EXERCISE PROMPT:
The entries below hold a line with "stream.seek(SeekFrom::Start(absolute))?;" and a line with "Xing header has". Return those lines and all that lie between them, exactly and only.

SOURCE INFORMATION:
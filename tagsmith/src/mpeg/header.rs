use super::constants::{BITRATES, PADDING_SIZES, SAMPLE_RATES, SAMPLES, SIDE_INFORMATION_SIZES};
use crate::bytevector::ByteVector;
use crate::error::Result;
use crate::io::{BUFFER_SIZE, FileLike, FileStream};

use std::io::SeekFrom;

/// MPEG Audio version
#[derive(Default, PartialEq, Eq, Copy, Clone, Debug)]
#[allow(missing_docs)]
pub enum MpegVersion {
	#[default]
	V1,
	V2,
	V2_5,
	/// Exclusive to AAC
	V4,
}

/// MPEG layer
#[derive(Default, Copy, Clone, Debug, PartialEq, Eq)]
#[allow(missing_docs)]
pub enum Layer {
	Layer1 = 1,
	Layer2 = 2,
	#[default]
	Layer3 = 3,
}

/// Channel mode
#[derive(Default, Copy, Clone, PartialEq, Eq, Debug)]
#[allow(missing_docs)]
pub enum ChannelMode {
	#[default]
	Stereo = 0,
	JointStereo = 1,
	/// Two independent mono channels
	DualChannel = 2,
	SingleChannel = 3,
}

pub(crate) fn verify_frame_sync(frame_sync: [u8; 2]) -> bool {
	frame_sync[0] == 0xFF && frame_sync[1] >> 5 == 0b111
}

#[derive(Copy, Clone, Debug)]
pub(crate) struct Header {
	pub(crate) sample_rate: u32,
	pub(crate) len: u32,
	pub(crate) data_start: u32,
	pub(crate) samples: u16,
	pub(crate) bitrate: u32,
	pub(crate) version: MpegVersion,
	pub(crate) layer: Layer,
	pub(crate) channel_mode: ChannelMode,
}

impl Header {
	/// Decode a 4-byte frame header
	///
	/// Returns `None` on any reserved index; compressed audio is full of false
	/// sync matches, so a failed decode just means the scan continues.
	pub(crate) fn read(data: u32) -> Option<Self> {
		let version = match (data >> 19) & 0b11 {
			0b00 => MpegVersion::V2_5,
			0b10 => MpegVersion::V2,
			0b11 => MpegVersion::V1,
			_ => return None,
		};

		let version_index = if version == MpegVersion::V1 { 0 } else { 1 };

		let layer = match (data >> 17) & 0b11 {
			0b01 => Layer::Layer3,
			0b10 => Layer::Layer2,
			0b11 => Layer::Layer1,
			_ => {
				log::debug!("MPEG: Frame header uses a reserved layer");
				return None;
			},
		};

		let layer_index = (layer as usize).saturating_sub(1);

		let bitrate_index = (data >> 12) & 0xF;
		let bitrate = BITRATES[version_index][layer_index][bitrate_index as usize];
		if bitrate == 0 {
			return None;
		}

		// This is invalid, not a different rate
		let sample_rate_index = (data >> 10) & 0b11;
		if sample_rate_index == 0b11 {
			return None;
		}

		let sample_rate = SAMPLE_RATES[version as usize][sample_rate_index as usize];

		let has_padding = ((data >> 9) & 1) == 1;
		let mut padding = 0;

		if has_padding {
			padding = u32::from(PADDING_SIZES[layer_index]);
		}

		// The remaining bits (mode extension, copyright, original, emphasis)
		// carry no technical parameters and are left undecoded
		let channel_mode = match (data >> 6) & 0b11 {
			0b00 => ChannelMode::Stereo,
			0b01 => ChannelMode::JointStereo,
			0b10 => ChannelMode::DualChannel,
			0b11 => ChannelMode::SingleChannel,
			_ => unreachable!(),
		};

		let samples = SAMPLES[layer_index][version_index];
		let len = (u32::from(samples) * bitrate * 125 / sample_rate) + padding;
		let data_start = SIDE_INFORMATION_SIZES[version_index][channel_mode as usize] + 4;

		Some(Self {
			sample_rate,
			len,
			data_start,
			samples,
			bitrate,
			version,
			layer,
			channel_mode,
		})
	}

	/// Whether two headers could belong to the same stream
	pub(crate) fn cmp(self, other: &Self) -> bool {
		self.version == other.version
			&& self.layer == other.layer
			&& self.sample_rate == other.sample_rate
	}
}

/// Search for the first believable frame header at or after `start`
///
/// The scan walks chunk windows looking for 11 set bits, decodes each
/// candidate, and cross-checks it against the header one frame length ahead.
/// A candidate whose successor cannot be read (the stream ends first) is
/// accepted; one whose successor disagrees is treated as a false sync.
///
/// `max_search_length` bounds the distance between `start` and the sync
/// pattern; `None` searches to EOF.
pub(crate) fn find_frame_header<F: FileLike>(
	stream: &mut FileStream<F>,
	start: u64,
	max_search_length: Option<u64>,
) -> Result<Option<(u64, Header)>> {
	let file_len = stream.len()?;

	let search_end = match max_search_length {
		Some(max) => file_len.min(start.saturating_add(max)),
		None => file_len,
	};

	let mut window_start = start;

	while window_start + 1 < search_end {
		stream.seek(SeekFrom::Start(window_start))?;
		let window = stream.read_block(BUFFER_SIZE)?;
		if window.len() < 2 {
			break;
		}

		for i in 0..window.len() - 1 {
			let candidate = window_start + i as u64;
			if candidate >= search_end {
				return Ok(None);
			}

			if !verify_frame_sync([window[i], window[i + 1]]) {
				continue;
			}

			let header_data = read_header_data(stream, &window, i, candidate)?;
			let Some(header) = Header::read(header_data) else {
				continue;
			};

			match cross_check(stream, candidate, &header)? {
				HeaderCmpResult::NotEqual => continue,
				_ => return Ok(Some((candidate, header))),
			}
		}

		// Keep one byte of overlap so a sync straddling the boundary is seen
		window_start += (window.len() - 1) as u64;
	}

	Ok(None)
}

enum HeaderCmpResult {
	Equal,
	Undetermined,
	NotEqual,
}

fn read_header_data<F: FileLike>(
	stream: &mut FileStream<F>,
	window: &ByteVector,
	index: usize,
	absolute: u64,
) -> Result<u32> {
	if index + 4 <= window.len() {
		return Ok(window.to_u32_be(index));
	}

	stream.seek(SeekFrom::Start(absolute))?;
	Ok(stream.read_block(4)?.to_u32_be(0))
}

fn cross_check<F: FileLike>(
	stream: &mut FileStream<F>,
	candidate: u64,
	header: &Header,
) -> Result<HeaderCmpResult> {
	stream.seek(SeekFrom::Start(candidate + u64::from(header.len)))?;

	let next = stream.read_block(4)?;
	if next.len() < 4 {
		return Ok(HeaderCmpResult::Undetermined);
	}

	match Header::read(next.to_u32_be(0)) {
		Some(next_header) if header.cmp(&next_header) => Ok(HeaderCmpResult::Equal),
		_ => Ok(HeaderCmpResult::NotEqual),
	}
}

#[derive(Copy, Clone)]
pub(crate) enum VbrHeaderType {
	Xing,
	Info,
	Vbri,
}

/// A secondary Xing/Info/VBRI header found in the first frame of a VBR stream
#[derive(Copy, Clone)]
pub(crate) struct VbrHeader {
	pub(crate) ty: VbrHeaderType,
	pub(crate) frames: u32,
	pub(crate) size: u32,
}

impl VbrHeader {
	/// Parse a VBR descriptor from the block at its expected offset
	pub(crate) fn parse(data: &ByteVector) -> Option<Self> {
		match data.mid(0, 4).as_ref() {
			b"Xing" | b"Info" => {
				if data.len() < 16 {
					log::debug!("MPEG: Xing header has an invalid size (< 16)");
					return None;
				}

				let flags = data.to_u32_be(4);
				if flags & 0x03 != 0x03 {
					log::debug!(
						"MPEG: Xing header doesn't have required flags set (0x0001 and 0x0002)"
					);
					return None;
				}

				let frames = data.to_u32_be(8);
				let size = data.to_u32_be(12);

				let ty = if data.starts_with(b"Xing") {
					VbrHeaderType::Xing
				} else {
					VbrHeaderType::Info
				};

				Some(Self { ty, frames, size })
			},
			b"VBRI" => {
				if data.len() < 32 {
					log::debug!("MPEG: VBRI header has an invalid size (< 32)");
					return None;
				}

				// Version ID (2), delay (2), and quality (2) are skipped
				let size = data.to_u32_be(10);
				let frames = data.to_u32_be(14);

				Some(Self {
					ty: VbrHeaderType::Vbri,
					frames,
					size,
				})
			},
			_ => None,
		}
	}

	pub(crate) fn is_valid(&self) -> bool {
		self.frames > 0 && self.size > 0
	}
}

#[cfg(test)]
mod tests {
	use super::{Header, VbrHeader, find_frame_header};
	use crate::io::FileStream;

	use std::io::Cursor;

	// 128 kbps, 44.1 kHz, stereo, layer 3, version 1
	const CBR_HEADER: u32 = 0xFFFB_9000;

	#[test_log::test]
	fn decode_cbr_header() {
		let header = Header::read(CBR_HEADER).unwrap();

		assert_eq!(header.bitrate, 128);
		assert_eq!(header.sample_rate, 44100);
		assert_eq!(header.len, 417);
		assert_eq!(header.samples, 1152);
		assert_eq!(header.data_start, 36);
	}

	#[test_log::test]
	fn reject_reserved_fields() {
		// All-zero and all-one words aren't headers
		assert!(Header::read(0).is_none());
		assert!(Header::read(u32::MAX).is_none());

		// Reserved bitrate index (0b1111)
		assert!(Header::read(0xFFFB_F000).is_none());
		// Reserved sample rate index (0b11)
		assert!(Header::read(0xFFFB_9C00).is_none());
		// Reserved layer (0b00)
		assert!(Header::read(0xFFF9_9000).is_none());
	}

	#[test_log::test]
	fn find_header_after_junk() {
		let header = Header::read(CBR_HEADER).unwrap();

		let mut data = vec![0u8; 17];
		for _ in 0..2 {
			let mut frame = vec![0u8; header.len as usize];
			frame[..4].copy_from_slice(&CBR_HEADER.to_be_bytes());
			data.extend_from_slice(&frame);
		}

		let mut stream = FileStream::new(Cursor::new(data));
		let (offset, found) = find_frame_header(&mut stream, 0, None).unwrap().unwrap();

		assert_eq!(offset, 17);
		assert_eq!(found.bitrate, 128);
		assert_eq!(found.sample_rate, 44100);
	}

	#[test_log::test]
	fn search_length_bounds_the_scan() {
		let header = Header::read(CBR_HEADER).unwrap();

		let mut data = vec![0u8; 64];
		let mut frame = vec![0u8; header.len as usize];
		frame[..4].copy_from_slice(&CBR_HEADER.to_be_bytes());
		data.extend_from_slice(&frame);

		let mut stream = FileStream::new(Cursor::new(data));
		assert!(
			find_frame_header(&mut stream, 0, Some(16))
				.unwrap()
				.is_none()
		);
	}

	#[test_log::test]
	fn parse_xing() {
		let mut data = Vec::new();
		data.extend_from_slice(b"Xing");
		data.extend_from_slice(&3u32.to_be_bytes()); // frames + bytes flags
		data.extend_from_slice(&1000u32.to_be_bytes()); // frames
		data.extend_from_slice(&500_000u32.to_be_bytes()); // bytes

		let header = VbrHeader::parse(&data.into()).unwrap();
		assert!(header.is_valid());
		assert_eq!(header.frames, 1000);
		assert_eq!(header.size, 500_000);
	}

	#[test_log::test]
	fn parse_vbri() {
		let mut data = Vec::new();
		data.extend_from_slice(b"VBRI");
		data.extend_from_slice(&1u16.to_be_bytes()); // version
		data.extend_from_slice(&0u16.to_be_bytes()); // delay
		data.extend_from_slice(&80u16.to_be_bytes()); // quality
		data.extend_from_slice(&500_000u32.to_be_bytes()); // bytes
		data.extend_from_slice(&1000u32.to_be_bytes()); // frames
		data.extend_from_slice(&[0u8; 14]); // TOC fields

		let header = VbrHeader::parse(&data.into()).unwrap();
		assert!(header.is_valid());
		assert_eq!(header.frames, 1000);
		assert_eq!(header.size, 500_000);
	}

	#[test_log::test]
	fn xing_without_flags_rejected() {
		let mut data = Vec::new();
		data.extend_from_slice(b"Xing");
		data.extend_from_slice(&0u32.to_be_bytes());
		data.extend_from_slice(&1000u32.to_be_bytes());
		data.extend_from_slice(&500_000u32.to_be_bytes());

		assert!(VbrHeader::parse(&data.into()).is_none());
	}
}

EXERCISE SOLUTION:
	stream.seek(SeekFrom::Start(absolute))?;
	Ok(stream.read_block(4)?.to_u32_be(0))
}

fn cross_check<F: FileLike>(
	stream: &mut FileStream<F>,
	candidate: u64,
	header: &Header,
) -> Result<HeaderCmpResult> {
	stream.seek(SeekFrom::Start(candidate + u64::from(header.len)))?;

	let next = stream.read_block(4)?;
	if next.len() < 4 {
		return Ok(HeaderCmpResult::Undetermined);
	}

	match Header::read(next.to_u32_be(0)) {
		Some(next_header) if header.cmp(&next_header) => Ok(HeaderCmpResult::Equal),
		_ => Ok(HeaderCmpResult::NotEqual),
	}
}

#[derive(Copy, Clone)]
pub(crate) enum VbrHeaderType {
	Xing,
	Info,
	Vbri,
}

/// A secondary Xing/Info/VBRI header found in the first frame of a VBR stream
#[derive(Copy, Clone)]
pub(crate) struct VbrHeader {
	pub(crate) ty: VbrHeaderType,
	pub(crate) frames: u32,
	pub(crate) size: u32,
}

impl VbrHeader {
	/// Parse a VBR descriptor from the block at its expected offset
	pub(crate) fn parse(data: &ByteVector) -> Option<Self> {
		match data.mid(0, 4).as_ref() {
			b"Xing" | b"Info" => {
				if data.len() < 16 {
					log::debug!("MPEG: Xing header has an invalid size (< 16)");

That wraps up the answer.